Charles Edward Horsley (16 December 1822 – 28 February 1876), English musician, was the son of William Horsley.

He studied in Germany under Hauptmann and Mendelssohn, and on his return to England composed several oratorios and other pieces, none of which had permanent success. In 1849 he was invited by William Sterndale Bennett to become a founder member of the Bach Society. In 1860 he was appointed to arrange the music for the 1862 International Exhibition. In the following year he emigrated to Australia, where he worked as a choral and orchestral conductor. He was appointed as the organist at Christ Church, South Yarra, but resigned after six months, frustrated by Bishop Perry's injunctions against music, Perry being an extreme Evangelical. In 1872 went to America. Three weeks after landing in America, he was appointed organist of St John's Chapel, New York at a salary of £500 a year, which position he filled to the day of his death. His wife, Georgina, to carry out his wishes, placed him to rest near and with his own people in Kensal Green Cemetery, London.

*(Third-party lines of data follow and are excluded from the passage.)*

//! In-Memory Store with Lazy Expiry
//!
//! A single map from keys to [`Entry`] values. The store is owned by the
//! command handler on the reactor thread, so it needs no locking: every
//! operation takes `&self` or `&mut self` and the borrow checker enforces
//! exclusive writes.
//!
//! ## Expiry Model
//!
//! Expiry times are absolute epoch milliseconds supplied by the caller.
//! Nothing sweeps the map in the background. An expired entry stays in
//! memory until it is either overwritten by a `put` or observed by a `get`,
//! which removes it and reports a miss.

use bytes::Bytes;
use std::collections::HashMap;

/// Wire-level sentinel for "never expires".
pub const NO_EXPIRY: i64 = -1;

/// When an entry stops being visible.
#[derive(Debug, Clone, Copy, PartialEq, Eq)]
pub enum Expiry {
    Never,
    /// Absolute deadline in epoch milliseconds.
    At(i64),
}

impl Expiry {
    /// Deadline `offset_ms` after `now_ms`, saturating at the i64 bounds.
    pub fn after(now_ms: i64, offset_ms: i64) -> Self {
        Expiry::At(now_ms.saturating_add(offset_ms))
    }

    /// An entry is expired once the clock reaches its deadline.
    #[inline]
    pub fn is_expired(&self, now_ms: i64) -> bool {
        match self {
            Expiry::Never => false,
            Expiry::At(deadline) => *deadline <= now_ms,
        }
    }

    /// The deadline in epoch milliseconds, or [`NO_EXPIRY`].
    pub fn as_millis(&self) -> i64 {
        match self {
            Expiry::Never => NO_EXPIRY,
            Expiry::At(deadline) => *deadline,
        }
    }
}

/// Represents a stored value with its expiry.
#[derive(Debug, Clone, PartialEq, Eq)]
pub struct Entry {
    pub value: Bytes,
    pub expires_at: Expiry,
}

/// Operation counters for the store.
#[derive(Debug, Clone, Copy, Default, PartialEq, Eq)]
pub struct StorageStats {
    pub keys: u64,
    pub set_ops: u64,
    pub get_ops: u64,
    pub hits: u64,
    pub misses: u64,
    /// Entries removed because a `get` found them past their deadline
    pub expired: u64,
}

/// The key-value store.
///
/// # Example
///
/// ```
/// use emberkv::storage::{Expiry, Store};
/// use bytes::Bytes;
///
/// let mut store = Store::new();
/// let now = 1_000;
///
/// store.put(Bytes::from("name"), Bytes::from("ember"), Expiry::Never);
/// assert_eq!(store.get(b"name", now), Some(Bytes::from("ember")));
///
/// store.put(Bytes::from("session"), Bytes::from("abc"), Expiry::after(now, 100));
/// assert_eq!(store.get(b"session", now + 100), None);
/// ```
#[derive(Debug, Default)]
pub struct Store {
    data: HashMap<Bytes, Entry>,
    stats: StorageStats,
}

impl Store {
    pub fn new() -> Self {
        Self::default()
    }

    /// Stores `value` under `key`, replacing any previous entry and its expiry.
    ///
    /// # Returns
    ///
    /// Returns `true` if a new key was created, `false` if an existing key was replaced.
    pub fn put(&mut self, key: Bytes, value: Bytes, expires_at: Expiry) -> bool {
        self.stats.set_ops += 1;
        self.data
            .insert(key, Entry { value, expires_at })
            .is_none()
    }

    /// Looks up `key` as of `now_ms`.
    ///
    /// Returns `None` both when the key is absent and when it has expired;
    /// an expired entry is removed here.
    pub fn get(&mut self, key: &[u8], now_ms: i64) -> Option<Bytes> {
        self.stats.get_ops += 1;

        let (value, expired) = match self.peek(key) {
            Some(entry) if !entry.expires_at.is_expired(now_ms) => (Some(entry.value.clone()), false),
            Some(_) => (None, true),
            None => (None, false),
        };

        if value.is_some() {
            self.stats.hits += 1;
            return value;
        }

        if expired {
            self.data.remove(key);
            self.stats.expired += 1;
        }
        self.stats.misses += 1;
        None
    }

    /// Returns the raw entry, expired or not, without touching it.
    pub fn peek(&self, key: &[u8]) -> Option<&Entry> {
        self.data.get(key)
    }

    /// Number of entries held, including expired ones not yet observed.
    pub fn len(&self) -> usize {
        self.data.len()
    }

    pub fn is_empty(&self) -> bool {
        self.data.is_empty()
    }

    pub fn stats(&self) -> StorageStats {
        StorageStats {
            keys: self.data.len() as u64,
            ..self.stats
        }
    }
}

His works include the oratorio Gideon, Op.50, written for the Glasgow Music Festival in January 1860. There is also a string quartet in C major, the manuscript of which is dated March 1861, shortly after his arrival in Australia; this is probably the first work for this combination to have been written on Australian soil. In  1870 Horsley was commissioned to compose a cantata Euterpe to a poem by Henry Kendall,  performed at the Melbourne Town Hall opening in 1876.

In the United States he wrote sentimental and patriotic songs, which continued to appear until the last year of his life.

The world première of his Mendelssohnian violin concerto op. 29 (1849) was performed on October 11, 2016, in Fayetteville, Arkansas by violinist Selim Giray and University of Arkansas Symphony Orchestra under the direction of conductor Robert K. Mueller.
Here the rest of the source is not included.